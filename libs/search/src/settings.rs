//! Default search fields per entity type.
//!
//! Entity types either build a [`SearchConfig`] in code or read it from a TOML
//! file through [`SearchSettings`]:
//!
//! ```toml
//! [entities.person]
//! search_on = ["name", "email"]
//!
//! [entities.post]
//! search_on = "title"
//! ```

use std::collections::HashMap;
use std::path::Path;

use serde::{Deserialize, Deserializer};

use crate::Result;

/// Search configuration of one entity type.
#[derive(Debug, Clone, Default, PartialEq, Eq, Deserialize)]
pub struct SearchConfig {
    /// Fields searched when the caller names none. Accepts a single field name
    /// or a list, under `default_fields` or `search_on`.
    #[serde(default, alias = "search_on", deserialize_with = "one_or_many")]
    pub default_fields: Vec<String>,
}

impl SearchConfig {
    pub fn new() -> Self {
        Self::default()
    }

    pub fn with_default_fields<I, S>(fields: I) -> Self
    where
        I: IntoIterator<Item = S>,
        S: Into<String>,
    {
        Self {
            default_fields: fields.into_iter().map(Into::into).collect(),
        }
    }

    pub fn has_default_fields(&self) -> bool {
        !self.default_fields.is_empty()
    }
}

#[derive(Deserialize)]
#[serde(untagged)]
enum OneOrMany {
    One(String),
    Many(Vec<String>),
}

fn one_or_many<'de, D>(deserializer: D) -> std::result::Result<Vec<String>, D::Error>
where
    D: Deserializer<'de>,
{
    Ok(match OneOrMany::deserialize(deserializer)? {
        OneOrMany::One(field) if field.is_empty() => Vec::new(),
        OneOrMany::One(field) => vec![field],
        OneOrMany::Many(fields) => fields,
    })
}

/// Search configuration for all entity types, keyed by entity name.
#[derive(Debug, Clone, Default, Deserialize)]
pub struct SearchSettings {
    #[serde(default)]
    pub entities: HashMap<String, SearchConfig>,
}

impl SearchSettings {
    /// Load settings from a TOML file.
    pub fn load(path: impl AsRef<Path>) -> Result<Self> {
        let path = path.as_ref();
        let settings: Self = config::Config::builder()
            .add_source(config::File::from(path).format(config::FileFormat::Toml))
            .build()?
            .try_deserialize()?;

        tracing::debug!(
            path = %path.display(),
            entities = settings.entities.len(),
            "Loaded search settings"
        );
        Ok(settings)
    }

    pub fn from_toml_str(toml: &str) -> Result<Self> {
        let settings = config::Config::builder()
            .add_source(config::File::from_str(toml, config::FileFormat::Toml))
            .build()?
            .try_deserialize()?;
        Ok(settings)
    }

    /// Configuration for `entity`, or an empty one if it is not listed.
    ///
    /// Falls back to the lowercased name since `config` may normalize keys.
    pub fn entity(&self, entity: &str) -> SearchConfig {
        self.entities
            .get(entity)
            .or_else(|| self.entities.get(&entity.to_lowercase()))
            .cloned()
            .unwrap_or_default()
    }
}
// Copyright (c) 2025 Kirky.X
//
// Licensed under the MIT License
// See LICENSE file in the project root for full license information.

//! Heuristics for recognizing Cloudflare challenge interstitials.
//!
//! Detection is text-only: it inspects the serialized page and, when one is
//! available, the document title. False negatives degrade to partial data,
//! so the positive signals are kept narrow.

/// Substrings (lowercase) that show up on Cloudflare challenge pages.
pub const CHALLENGE_MARKERS: [&str; 6] = [
    "checking your browser before accessing",
    "just a moment...",
    "attention required! | cloudflare",
    "cf-browser-verification",
    "cdn-cgi/challenge-platform",
    "cf-turnstile",
];

/// Whether a page looks like a Cloudflare challenge rather than job content.
///
/// True once any of these holds:
/// - title contains "just a moment" or "attention required",
/// - html references the challenge platform script path,
/// - html carries any marker together with the browser-check phrase.
///
/// A lone turnstile widget (e.g. embedded in a login form) does not count
/// without the browser-check phrase.
pub fn looks_like_challenge(html: &str, title: Option<&str>) -> bool {
    let html = html.to_lowercase();
    let title = title.unwrap_or_default().to_lowercase();

    if title.contains("just a moment") || title.contains("attention required") {
        return true;
    }
    if html.contains("cdn-cgi/challenge-platform") {
        return true;
    }

    let any_marker = CHALLENGE_MARKERS.iter().any(|marker| html.contains(marker));
    any_marker && html.contains("checking your browser before accessing")
}
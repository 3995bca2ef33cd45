// Copyright (c) 2025 Kirky.X
//
// Licensed under the MIT License
// See LICENSE file in the project root for full license information.

use std::sync::Arc;
use std::time::Duration;

use async_trait::async_trait;
use chromiumoxide::handler::viewport::Viewport;
use chromiumoxide::{Browser, BrowserConfig, Page};
use futures::StreamExt;
use thiserror::Error;
use tokio::time::{sleep, timeout};
use tracing::{debug, info};

use crate::config::settings::Settings;
use crate::domain::models::scraped_job::ScrapeMode;
use crate::engines::challenge::looks_like_challenge;
use crate::engines::traits::{FetchedPage, ScraperEngine, DEFAULT_USER_AGENT};
use crate::utils::errors::{ScrapeError, ScrapeErrorCode, FETCH_FAILED_MESSAGE};
use crate::utils::validators::assert_allowed_host;

// Using chromiumoxide as Rust alternative to Playwright.

/// Fixed desktop viewport; job pages shift to a reduced layout below ~1200px.
const VIEWPORT_WIDTH: u32 = 1440;
const VIEWPORT_HEIGHT: u32 = 1024;

/// Upper bound on the post-challenge reload wait, whatever the nav timeout.
const MAX_CHALLENGE_RELOAD_MS: u64 = 15_000;

#[derive(Debug, Error)]
#[error("{0}")]
struct BrowserFailure(String);

fn fetch_failure(err: impl std::fmt::Display) -> ScrapeError {
    ScrapeError::with_cause(
        ScrapeErrorCode::ScrapeFailed,
        FETCH_FAILED_MESSAGE,
        BrowserFailure(err.to_string()),
    )
}

/// Browser engine: renders the page in a headless Chromium session so
/// client-side markup and challenge scripts run before extraction.
///
/// Every fetch launches its own browser process. That trades warm-start
/// latency for isolation: no cookies, storage, or challenge state leaks
/// between scrapes, and teardown is deterministic.
pub struct PlaywrightEngine {
    settings: Arc<Settings>,
}

impl PlaywrightEngine {
    pub fn new(settings: Arc<Settings>) -> Self {
        Self { settings }
    }

    fn browser_config(&self) -> Result<BrowserConfig, ScrapeError> {
        let mut builder = BrowserConfig::builder()
            .no_sandbox()
            .viewport(Some(Viewport {
                width: VIEWPORT_WIDTH,
                height: VIEWPORT_HEIGHT,
                device_scale_factor: Some(1.0),
                ..Default::default()
            }))
            .window_size(VIEWPORT_WIDTH, VIEWPORT_HEIGHT)
            .request_timeout(Duration::from_millis(self.settings.nav_timeout_ms))
            .args([
                "--disable-gpu",
                "--disable-dev-shm-usage",
                "--disable-blink-features=AutomationControlled",
                "--lang=en-US",
            ]);
        if !self.settings.headless {
            builder = builder.with_head();
        }
        builder.build().map_err(fetch_failure)
    }

    /// Navigate, wait out any challenge, and capture the final page state.
    ///
    /// Probe reads (title/content for challenge detection) tolerate CDP
    /// errors as empty values; the final content read is fatal.
    async fn drive(&self, page: &Page, url: &str) -> Result<FetchedPage, ScrapeError> {
        page.set_user_agent(DEFAULT_USER_AGENT)
            .await
            .map_err(fetch_failure)?;

        let nav_timeout = Duration::from_millis(self.settings.nav_timeout_ms);
        timeout(nav_timeout, page.goto(url))
            .await
            .map_err(|_| fetch_failure("navigation timed out"))?
            .map_err(fetch_failure)?;

        // Let client-side rendering settle before the first read.
        sleep(Duration::from_millis(self.settings.settle_wait_ms)).await;

        if self.challenge_in_progress(page).await {
            info!(url, "challenge page detected, waiting for it to clear");
            sleep(Duration::from_millis(self.settings.challenge_wait_ms)).await;
            // The interstitial may or may not trigger a reload; move on
            // either way and let extraction judge what is on the page.
            let reload_window = nav_timeout.min(Duration::from_millis(MAX_CHALLENGE_RELOAD_MS));
            let _ = timeout(reload_window, page.wait_for_navigation()).await;
        }

        let final_url = page
            .url()
            .await
            .ok()
            .flatten()
            .unwrap_or_else(|| url.to_string());
        assert_allowed_host(&final_url)?;

        let page_title = page.get_title().await.ok().flatten();
        let html = page.content().await.map_err(fetch_failure)?;

        Ok(FetchedPage {
            html,
            final_url,
            page_title,
            mode: ScrapeMode::Playwright,
        })
    }

    async fn challenge_in_progress(&self, page: &Page) -> bool {
        let title = page.get_title().await.ok().flatten().unwrap_or_default();
        let html = page.content().await.unwrap_or_default();
        looks_like_challenge(&html, Some(&title))
    }
}

#[async_trait]
impl ScraperEngine for PlaywrightEngine {
    async fn fetch(&self, url: &str) -> Result<FetchedPage, ScrapeError> {
        let config = self.browser_config()?;

        info!(url, "launching browser for scrape");
        let (mut browser, mut handler) = Browser::launch(config).await.map_err(fetch_failure)?;
        let handler_task = tokio::spawn(async move {
            while let Some(event) = handler.next().await {
                if event.is_err() {
                    break;
                }
            }
        });

        // Page work is isolated so teardown below runs on every path.
        let outcome = match browser.new_page("about:blank").await {
            Ok(page) => {
                let fetched = self.drive(&page, url).await;
                if let Err(close_err) = page.close().await {
                    debug!(error = %close_err, "page close failed");
                }
                fetched
            }
            Err(page_err) => Err(fetch_failure(page_err)),
        };

        if let Err(close_err) = browser.close().await {
            debug!(error = %close_err, "browser close failed");
        }
        let _ = browser.wait().await;
        handler_task.abort();

        outcome
    }

    fn mode(&self) -> ScrapeMode {
        ScrapeMode::Playwright
    }
}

************

- **Required action**: From the data above, pick out each line containing "builder" and copy it.

- **Answer space**:
        let settings: Self = config::Config::builder()
        let settings = config::Config::builder()
        let mut builder = BrowserConfig::builder()
            builder = builder.with_head();
        builder.build().map_err(fetch_failure)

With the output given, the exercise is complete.